What to work on. Please reproduce the full set of data below exactly.

BEGIN

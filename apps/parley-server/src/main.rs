//! Parley presence server.
//!
//! Usage: `parley-server [--write-config]`. With `--write-config` the
//! resolved settings are saved to the settings file and the process exits.

mod config;

use std::sync::Arc;

use anyhow::Context;
use tracing_subscriber::EnvFilter;

use parley_presence_server::{InMemoryRegistry, PresenceServer, TrustClaim};

use config::AppConfig;

#[tokio::main]
async fn main() -> anyhow::Result<()> {
    tracing_subscriber::fmt()
        .with_env_filter(
            EnvFilter::try_from_default_env().unwrap_or_else(|_| EnvFilter::new("info")),
        )
        .init();

    let path = config::config_path();
    let mut cfg = AppConfig::load(&path)
        .with_context(|| format!("reading settings from {}", path.display()))?;
    cfg.apply_port_override(std::env::var("PORT").ok().as_deref());

    if std::env::args().skip(1).any(|arg| arg == "--write-config") {
        cfg.save(&path)?;
        tracing::info!(path = %path.display(), "settings written");
        return Ok(());
    }

    tracing::info!(
        settings = %path.display(),
        port = cfg.port,
        close_superseded = cfg.close_superseded,
        "starting parley presence server"
    );

    let registry = Arc::new(InMemoryRegistry::new());
    let server = PresenceServer::new(cfg.server_config(), TrustClaim, registry);

    let on_signal = Arc::clone(&server);
    tokio::spawn(async move {
        match tokio::signal::ctrl_c().await {
            Ok(()) => {
                let online = on_signal.online_users().await.len();
                tracing::info!(
                    online,
                    connections = on_signal.connection_count(),
                    "interrupt received, shutting down"
                );
                on_signal.shutdown();
            }
            Err(e) => tracing::error!("failed to listen for ctrl-c: {e}"),
        }
    });

    server.run().await.context("presence server failed")?;
    Ok(())
}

END

Problem solution.
filename apps/parley-server/src/main.rs
//! Parley presence server.
//!
//! Usage: `parley-server [--write-config]`. With `--write-config` the
//! resolved settings are saved to the settings file and the process exits.

mod config;

use std::sync::Arc;

use anyhow::Context;
use tracing_subscriber::EnvFilter;

use parley_presence_server::{InMemoryRegistry, PresenceServer, TrustClaim};

use config::AppConfig;

#[tokio::main]
async fn main() -> anyhow::Result<()> {
    tracing_subscriber::fmt()
        .with_env_filter(
            EnvFilter::try_from_default_env().unwrap_or_else(|_| EnvFilter::new("info")),
        )
        .init();

    let path = config::config_path();
    let mut cfg = AppConfig::load(&path)
        .with_context(|| format!("reading settings from {}", path.display()))?;
    cfg.apply_port_override(std::env::var("PORT").ok().as_deref());

    if std::env::args().skip(1).any(|arg| arg == "--write-config") {
        cfg.save(&path)?;
        tracing::info!(path = %path.display(), "settings written");
        return Ok(());
    }

    tracing::info!(
        settings = %path.display(),
        port = cfg.port,
        close_superseded = cfg.close_superseded,
        "starting parley presence server"
    );

    let registry = Arc::new(InMemoryRegistry::new());
    let server = PresenceServer::new(cfg.server_config(), TrustClaim, registry);

    let on_signal = Arc::clone(&server);
    tokio::spawn(async move {
        match tokio::signal::ctrl_c().await {
            Ok(()) => {
                let online = on_signal.online_users().await.len();
                tracing::info!(
                    online,
                    connections = on_signal.connection_count(),
                    "interrupt received, shutting down"
                );
                on_signal.shutdown();
            }
            Err(e) => tracing::error!("failed to listen for ctrl-c: {e}"),
        }
    });

    server.run().await.context("presence server failed")?;
    Ok(())
}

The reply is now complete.